Illustrative results for depression and panic are presented. Precursors vary in the degree to which they predict onset of the full disorder; 2 or more weeks of sad mood in the year before full-blown depression is a better predictor (relative odds, 7.0) than weight loss or gain (relative odds, 3.0). The formula for population attributable risk was applied to the precursor relative risks and prevalences to estimate the potential success of interventions for specific precursors in preventing the disorder. The precursor attributable risks indicate that sleep problems would identify 47% of the new cases of major depression occurring in the following year, and the question "Are you a nervous person?" would identify 60% of persons with onset of panic disorder in the following year.

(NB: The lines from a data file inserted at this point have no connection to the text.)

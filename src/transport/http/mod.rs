//! Streamable HTTP transport.
//!
//! `/mcp` carries sessions: `POST` delivers client messages, `GET` opens a
//! resumable SSE stream and `DELETE` terminates the session. `POST /` and
//! `POST /ndjson` answer single requests as chunked NDJSON without a
//! session. `GET /health` reports liveness.

mod headers;
mod health;
mod ndjson;
mod sse;
mod state;
mod streamable;

pub use headers::{LAST_EVENT_ID_HEADER, SESSION_HEADER};
pub use health::HealthReport;
pub use ndjson::NDJSON_CONTENT_TYPE;
pub use state::{DEFAULT_KEEP_ALIVE, HttpState};

use axum::Router;
use axum::routing::{get, post};
use std::future::{Future, IntoFuture};
use std::time::Duration;
use tokio::net::TcpListener;
use tokio::sync::oneshot;
use tower_http::trace::TraceLayer;
use tracing::{debug, info, warn};

/// Builds the application router.
#[must_use]
pub fn router(state: HttpState) -> Router {
    Router::new()
        .route(
            "/mcp",
            post(streamable::post)
                .get(streamable::get)
                .delete(streamable::delete),
        )
        .route("/health", get(health::health))
        .route("/", post(ndjson::post))
        .route("/ndjson", post(ndjson::post))
        .layer(TraceLayer::new_for_http())
        .with_state(state)
}

/// Serves `state` on `listener` until `shutdown` resolves.
///
/// On shutdown every live session is closed, which ends attached event
/// streams. In-flight requests then get `drain_timeout` to finish before the
/// server stops waiting for them.
///
/// # Errors
///
/// Returns the I/O error that stopped the accept loop.
pub async fn serve(
    listener: TcpListener,
    state: HttpState,
    shutdown: impl Future<Output = ()> + Send + 'static,
    drain_timeout: Duration,
) -> std::io::Result<()> {
    let sessions = std::sync::Arc::clone(state.sessions());
    let (drain_tx, drain_rx) = oneshot::channel::<()>();

    let graceful = async move {
        shutdown.await;
        let closed = sessions.close_all();
        info!(closed, "shutdown requested, sessions closed");
        if drain_tx.send(()).is_err() {
            debug!("server already stopped");
        }
    };

    if let Ok(addr) = listener.local_addr() {
        info!(%addr, "http transport listening");
    }

    let server = axum::serve(listener, router(state))
        .with_graceful_shutdown(graceful)
        .into_future();
    let deadline = async move {
        if drain_rx.await.is_ok() {
            tokio::time::sleep(drain_timeout).await;
        } else {
            std::future::pending::<()>().await;
        }
    };

    tokio::select! {
        outcome = server => outcome,
        () = deadline => {
            warn!(?drain_timeout, "in-flight requests did not drain in time");
            Ok(())
        }
    }
}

This conceptual framework links the early natural history of disorders with the search for syndromes. Knowledge of precursor prevalence and attributable risk, combined with other host characteristics and environmental risk factors, can be used in screening and prevention.
前驱症状和先兆的概念用于表明有关发病年龄的流行病学数据如何用于确定预防性干预措施的时机和选择目标人群。
关于DSM-III重度抑郁症和惊恐障碍发病的数据取自流行病学集水区项目。给出了诊断发病年龄和先兆发病年龄的累积分布,并引入了归因风险的概念。归因风险是指如果一项干预措施在消除特定先兆方面100%有效,那么可以预防的病例的最大比例。
给出了抑郁症和惊恐障碍的示例性结果。先兆在预测完全发作障碍的程度上各不相同;在全面发作抑郁症前一年出现2周或更长时间的悲伤情绪比体重减轻或增加(相对比值为3.0)是更好的预测指标(相对比值为7.0)。将人群归因风险公式应用于先兆相对风险和患病率,以估计针对特定先兆的干预措施在预防该疾病方面的潜在成功率。先兆归因风险表明,睡眠问题可识别出次年发生的重度抑郁症新病例的47%,而“你是一个容易紧张的人吗?”这个问题可识别出次年惊恐障碍发作患者的60%。
这个概念框架将疾病的早期自然史与寻找综合征联系起来。先兆患病率和归因风险的知识,结合其他宿主特征和环境风险因素,可用于筛查和预防。